Позже святыни по Высочайшему повелению перевезут в Северную столицу и поместят в большом придворном соборе Нерукотворного Образа при Зимнем дворце.
Не станем забывать и того, что в это же время, заботясь о просвещении русского духовенства, император учреждает в Петербурге и Казани духовные академии, а на содержание духовных училищ ассигнует значительные суммы.
Правда, В. И. Баженову, просившему денег для проведения ряда реформ в Академии художеств, он откажет. На поданных императору вице-президентом Академии «Примечаниях» Павел Петрович напишет ответ: «С большим удовольствием вижу употребление, которое делаете вы из известных мне талантов и способностей ваших по части художеств».
1 сентября 1798 года Андрей Иванович Иванов назначается учителем рисовального класса. Его зачисляют в академический штат. Едва ли не в ту пору знакомится он с Екатериной Ивановной Деммерт (иногда пишут Диммерт) — дочерью мастера позументного «басонского» немецкого цеха. Добрая, отзывчивая, с мягким сердцем девушка покоряет его. Мечта иметь семью настолько сильна в нем, что он не раздумывая решает отказаться от получения заграничного пенсионерства, положенного ему по академическим правилам, уступив эту возможность товарищам по Академии, и просит у родителей Екатерины Ивановны руки их дочери. 21 сентября 1800 года в приходской церкви прав. Симеона Богоприимца и Анны пророчицы молодых обвенчали.
К тому времени относятся два живописных портрета работы «назначенного в академики» Иванова. Первый из них — автопортрет, хранящийся ныне, как и вторая работа, в Третьяковской галерее. Одухотворенное лицо человека, много пережившего и наконец ставшего по-настоящему счастливым. Маленькая деталь: в двадцать пять лет он сед.
Любимую Катеньку Андрей Иванович изобразил в виде весталки[2]. Непосредственная, обаятельная, с лукавой улыбкой, похожая на немку женщина с рыжевато-золотистыми волосами смотрит на нас. Преданная мужу, семье, весьма деятельная в жизни, она воистину — настоящая хранительница очага в доме художника.
Правление Павла и его действия были далеко не всем по душе. По замечанию современника, время Павла называли где как требовалось: торжественно и громогласно — возрождением; в приятельской беседе осторожно, вполголоса — царством власти, силы и страха; втайне между четырех глаз — затмением свыше.
«Настоящий ужас царствовал в Петербурге зимой 1800 года, — писал современник. — Боялись видеться, разговаривать друг с другом. Так как все могло быть перетолковано в дурном смысле, то каждый осудил себя на полное молчание… Ежеминутно узнают, что такой-то или такой-то сослан, разжалован, посажен в тюрьму, и все это большею частью, по неизвестным причинам».
Время действительно было сложное.

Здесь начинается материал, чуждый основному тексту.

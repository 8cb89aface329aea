//! tselect core - change-impact test selection domain logic.
//!
//! Provides the selection pipeline's pure stages:
//! - Map changed files to owning components (ownership rules)
//! - Expand components to concrete test classes (test catalog)
//! - Build a filtered test-runner invocation
//! - Parse runner output into an outcome and report against a baseline

pub mod baseline;
pub mod catalog;
pub mod error;
pub mod invocation;
pub mod outcome;
pub mod ownership;
pub mod summary;
pub mod telemetry;

// Re-export key types
pub use baseline::{BaselineRecord, BaselineStore, MemoryBaselineStore};
pub use catalog::{ClassTestCounts, QualifiedClassId, SelectedClasses, TestCatalog};
pub use error::{Result, SelectError};
pub use invocation::Invocation;
pub use outcome::RunOutcome;
pub use ownership::{ComponentSet, OwnershipRules};
pub use summary::{RunStatus, RunSummary};
pub use telemetry::init_tracing;
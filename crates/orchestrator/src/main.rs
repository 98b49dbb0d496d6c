use clap::Parser as _;
use color_eyre::eyre::eyre;
use dotenvy::dotenv;
use pof_orchestrator::cli::RunCmd;
use pof_orchestrator::commands::run_command;
use pof_orchestrator::config::init_config;
use pof_orchestrator::telemetry::setup_analytics;

/// Run one proof-of-funds command
#[tokio::main]
async fn main() -> color_eyre::Result<()> {
    dotenv().ok();
    color_eyre::install()?;

    let run_cmd = RunCmd::parse();

    let instrumentation_params = run_cmd
        .validate_instrumentation_params()
        .map_err(|e| eyre!("Failed to validate instrumentation params: {e}"))?;
    let analytics = setup_analytics(&instrumentation_params)?;

    // initial config setup
    let config = init_config(&run_cmd)?;

    let interrupt = async {
        // without a signal handler the command simply runs to completion
        if tokio::signal::ctrl_c().await.is_err() {
            std::future::pending::<()>().await;
        }
        tracing::warn!("Received Ctrl-C, stopping");
    };

    let result = run_command(&run_cmd.command, &config, interrupt).await;
    if let Ok(output) = &result {
        println!("{}", serde_json::to_string_pretty(output)?);
    }

    analytics.shutdown()?;
    result.map(|_| ())
}
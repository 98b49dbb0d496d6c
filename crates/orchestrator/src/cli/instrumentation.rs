use clap::Args;
use tracing::Level;
use url::Url;

use crate::constants::DEFAULT_OTEL_SERVICE_NAME;

/// Parameters used to config instrumentation.
#[derive(Debug, Clone, Args)]
pub struct InstrumentationCliArgs {
    /// The name of the instrumentation service.
    #[arg(env = "OTEL_SERVICE_NAME", long, default_value = DEFAULT_OTEL_SERVICE_NAME)]
    pub otel_service_name: String,

    /// The endpoint of the collector. Traces and metrics are only exported when set.
    #[arg(env = "OTEL_COLLECTOR_ENDPOINT", long)]
    pub otel_collector_endpoint: Option<Url>,

    /// The log level.
    #[arg(env = "RUST_LOG", long, default_value = "INFO")]
    pub log_level: Level,
}
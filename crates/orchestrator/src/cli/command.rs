use clap::{Args, Subcommand};

use crate::constants::{DEMO_DEAL_ID, DEMO_REQUIRED_AMOUNT};

#[derive(Debug, Clone, Subcommand)]
pub enum Command {
    /// Register a bank balance commitment.
    Commit(CommitArgs),
    /// Generate a proof of funds, synchronously or as a polled async job.
    Prove(ProveArgs),
    /// Check the status of an async proof job once.
    Status(StatusArgs),
    /// Verify the proof stored for a deal.
    Verify(VerifyArgs),
    /// Commit two balances, prove them through an async job and verify the result.
    Demo(DemoArgs),
}

#[derive(Debug, Clone, Args)]
pub struct CommitArgs {
    #[arg(long)]
    pub bank_index: u64,

    #[arg(long)]
    pub amount: u64,

    #[arg(long)]
    pub deal_id: Option<String>,

    #[arg(long)]
    pub buyer: Option<String>,
}

#[derive(Debug, Clone, Args)]
pub struct ProveArgs {
    #[arg(long)]
    pub required_amount: u64,

    #[arg(long)]
    pub deal_id: String,

    /// Submit an async job and poll it until it finishes instead of waiting on the sync endpoint.
    #[arg(long, default_value_t = false)]
    pub wait_async: bool,
}

#[derive(Debug, Clone, Args)]
pub struct StatusArgs {
    #[arg(long)]
    pub job_id: String,
}

#[derive(Debug, Clone, Args)]
pub struct VerifyArgs {
    #[arg(long)]
    pub deal_id: String,
}

#[derive(Debug, Clone, Args)]
pub struct DemoArgs {
    #[arg(long, default_value = DEMO_DEAL_ID)]
    pub deal_id: String,

    #[arg(long, default_value_t = DEMO_REQUIRED_AMOUNT)]
    pub required_amount: u64,
}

Русские войска под предводительством А. В. Суворова на полях Италии и в горах Швейцарии прославляли себя в битвах с французами. Италия была очищена от французских войск. А. В. Суворов, расположившись осенью 1799 года на зимних квартирах в Баварии, ждал лишь дальнейших повелений государя, чтобы предпринять новый поход в сердце Франции.
Но к мечте быть «возстановителем потрясенных тронов и оскверненных алтарей» Павел Петрович уже охладел, терпение его истощилось: император понял — Австрия и Англия, его союзники, далеки от его намерений, они преследуют только собственные интересы. Последующие события доказали ему коварство Австрийского двора: освобожденная от французов Италия была порабощена Австрией, которая отказывалась под разными предлогами восстановить сардинского короля в его владениях и подавляла малейшее стремление итальянских народов к независимости. Мало того, австрийские власти, считая помощь русских войск уже излишнею, не оказывали им должного содействия, даже вредили им, а при взятии Анконы нанесли оскорбление русскому знамени.
Но всего более поразил государя неожиданный отказ Англии в возвращении ему, как Великому магистру Мальтийского ордена, острова Мальты. Негодованию Павла Петровича не было пределов: граф Воронцов, русский посол в Лондоне, был отозван, а английскому послу в Петербурге, лорду Витворту, было предложено в мае 1800 года оставить Россию.